Записанный концерт был показан по первой программе телевидения в перерыве между трансляциями заседаний ЦК КПСС – это был успех. Мы смотрели его у нашего соседа, директора рынка, которого вскоре посадили с конфискацией имущества за хищения в крупных размерах, но спустя год выпустили. Чудесный человек, и жена у него была милая.

Следствием показа стали многочисленные письма из школ и различных музыкальных учреждений, начинавшиеся, натурально, словами «Дорогая редакция». Далее варьировались просьбы: а) повторить концерт; б) прислать меня с выступлением в такие-то школы; в) выдать диплом, медаль, представить, наградить; г) предоставить мне возможность играть концерты по всей стране с целью радовать, облагораживать, показывать пример и т. д.

К тому моменту страна уже гордилась Евгением Кисиным, на подходе к славе были юные скрипачи Вадим Репин и Максим Венгеров, сочиняла стихи Ника Турбина. Начиналась вундеристерия. Одновременно с ней произрастали различные методики воспитания, грянул настоящий бум прогрессивной педагогики. Друг за другом штамповались передачи о выдающихся достижениях ребят, которых закаливали зимой в проруби, или с годовалого возраста сажали на шведскую стенку, или рожали в воде. Повсеместно родители искали следы гениальности в сыновьях и дочерях, ибо новое веяние гласило: нет бесталанных детей, есть бестолковое раскрытие их способностей. Наш тандем укладывался в своего рода соцзаказ, возникший непроизвольно, но набиравший обороты как главная задача пятилетки.
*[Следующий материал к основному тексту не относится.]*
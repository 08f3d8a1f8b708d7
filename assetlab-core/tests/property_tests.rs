//! Property tests for transform invariants.
//!
//! Uses proptest to verify:
//! 1. Market caps with an M/B suffix scale exactly; every other suffix is rejected
//! 2. Business-day resampling emits ascending weekday dates drawn from the input
//! 3. Resampled values stay within the range of the observations they average

use assetlab_core::source::fred::FredSeries;
use assetlab_core::transform::series::business_day_bin;
use assetlab_core::transform::{parse_market_cap, SeriesTable};
use chrono::{Datelike, Duration, NaiveDate, Weekday};
use proptest::prelude::*;

// ── Strategies (proptest) ────────────────────────────────────────────

fn arb_cents() -> impl Strategy<Value = u64> {
    0u64..100_000_000
}

fn arb_currency() -> impl Strategy<Value = char> {
    prop::sample::select(vec!['$', '€', '£', 'x'])
}

fn arb_other_suffix() -> impl Strategy<Value = char> {
    prop::char::range('A', 'Z').prop_filter("not a magnitude suffix", |c| *c != 'M' && *c != 'B')
}

fn arb_series() -> impl Strategy<Value = FredSeries> {
    prop::collection::vec((0i64..120, prop::option::of(-1e4..1e4_f64)), 0..60).prop_map(|obs| {
        let start = NaiveDate::from_ymd_opt(2020, 1, 1).unwrap();
        FredSeries {
            id: "S".into(),
            observations: obs
                .into_iter()
                .map(|(offset, v)| (start + Duration::days(offset), v))
                .collect(),
        }
    })
}

fn money(cents: u64) -> String {
    format!("{}.{:02}", cents / 100, cents % 100)
}

// ── 1. Market caps ───────────────────────────────────────────────────

proptest! {
    #[test]
    fn magnitude_suffix_scales_value(cents in arb_cents(), currency in arb_currency(), billions in any::<bool>()) {
        let (suffix, multiplier) = if billions { ('B', 1e9) } else { ('M', 1e6) };
        let raw = format!("{currency}{}{suffix}", money(cents));
        let expected = (cents as f64 / 100.0) * multiplier;
        prop_assert_eq!(parse_market_cap(&raw), Some(expected));
    }

    #[test]
    fn other_suffix_is_rejected(cents in arb_cents(), suffix in arb_other_suffix()) {
        let raw = format!("${}{suffix}", money(cents));
        prop_assert_eq!(parse_market_cap(&raw), None);
    }

    #[test]
    fn never_panics_on_arbitrary_input(raw in ".{0,12}") {
        let _ = parse_market_cap(&raw);
    }
}

// ── 2. Resampling calendar ───────────────────────────────────────────

proptest! {
    #[test]
    fn resampled_dates_are_ascending_weekdays_from_input(series in arb_series()) {
        let table = SeriesTable::merge(std::slice::from_ref(&series));
        let resampled = table.resample_business_days();

        prop_assert!(resampled.dates.windows(2).all(|w| w[0] < w[1]));
        for date in &resampled.dates {
            prop_assert!(!matches!(date.weekday(), Weekday::Sat | Weekday::Sun));
            prop_assert!(table.dates.iter().any(|d| business_day_bin(*d) == *date));
        }
        prop_assert_eq!(resampled.values[0].len(), resampled.len());
    }
}

// ── 3. Resampled values ──────────────────────────────────────────────

proptest! {
    #[test]
    fn bin_mean_is_bounded_by_its_observations(series in arb_series()) {
        let table = SeriesTable::merge(std::slice::from_ref(&series));
        let resampled = table.resample_business_days();

        for (date, value) in resampled.dates.iter().zip(&resampled.values[0]) {
            let members: Vec<f64> = table
                .dates
                .iter()
                .zip(&table.values[0])
                .filter(|(d, _)| business_day_bin(**d) == *date)
                .filter_map(|(_, v)| *v)
                .collect();

            match value {
                Some(mean) => {
                    let lo = members.iter().cloned().fold(f64::INFINITY, f64::min);
                    let hi = members.iter().cloned().fold(f64::NEG_INFINITY, f64::max);
                    prop_assert!(*mean >= lo - 1e-9 && *mean <= hi + 1e-9);
                }
                None => prop_assert!(members.is_empty()),
            }
        }
    }
}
После расставания с Горностаевой, однако, надо было прикрепиться к следующему официальному педагогу: не могла же я, учась в ЦМШ, не иметь его вовсе. На сей раз выбор пал на Александра Мндоян-ца, ученика Беллы Давидович.

Молодой, симпатичный, с мягкими кошачьими повадками, бесконфликтный: таким я его запомнила. Нам даже удавалось иногда позаниматься! Было еще кое-что, отличавшее моего нового наставника от всех остальных: он жил в одном доме с Рихтером, на Большой Бронной, этажом ниже. Загадочным образом отсвет Рихтера падал и на Мндоянца. Однажды, когда я была у него на уроке, раздался звонок в дверь: живой Рихтер вошел с вопросом, нет ли у Александра нот, кажется, сонат Бетховена. Невозможно представить, чтобы их не было у Святослава Теофиловича – скорее всего, речь шла о каком-то специальном издании, возможно, надо было сверить редакции. Я остолбенела. Рихтер с раннего детства был моим кумиром, мы ходили на все его концерты, и после каждого их них я бегала за ним молчаливой собачонкой от сцены до артистической, просто чтобы побыть рядом.

В Большом зале Консерватории я вообще чувствовала себя как дома благодаря его директору Владимиру Захарову, позволявшему называть себя просто дядя Володя. Через день я усаживалась на свое законное место № 18 в первом ряду и потребляла искусство, еще не зная, что иногда случается передозировка.

На моей детской памяти Рихтер всегда брал дальнюю артистическую Большого зала, видимо, избегая до – и послеконцертных лобызаний с фанатами и поклонниками. Это может расцениваться в наше политкорректное время как неуважение к почитателям таланта. Но по своему опыту знаю, что нет ничего тяжелее после концерта, во время которого артист вынимает из себя все и даже больше, отдавая энергию до последней капли, и после которого иногда физически не может стоять и разговаривать, обниматься, жать руки и улыбаться. Не верите? Милости прошу как-нибудь после сольника за кулисы, и если найдете в моих глазах хоть каплю рассудка, а в ответе на ваш вопрос, подобие связности, с меня билет на следующий. Однажды после концерта Грига в БЗК ко мне подошла женщина, судя по всему, не местная, и спросила: «Скажите, вы японка?» – на что я, не моргнув глазом, кивнула в ответ: «Да-да, конечно». Хотя когда никто не подходит – сидишь один как дурак и думаешь: неужели, в самом деле, это было так ужасно? Вот кабы к губам Никанора Ивановича да приставить нос Ивана Кузьмича.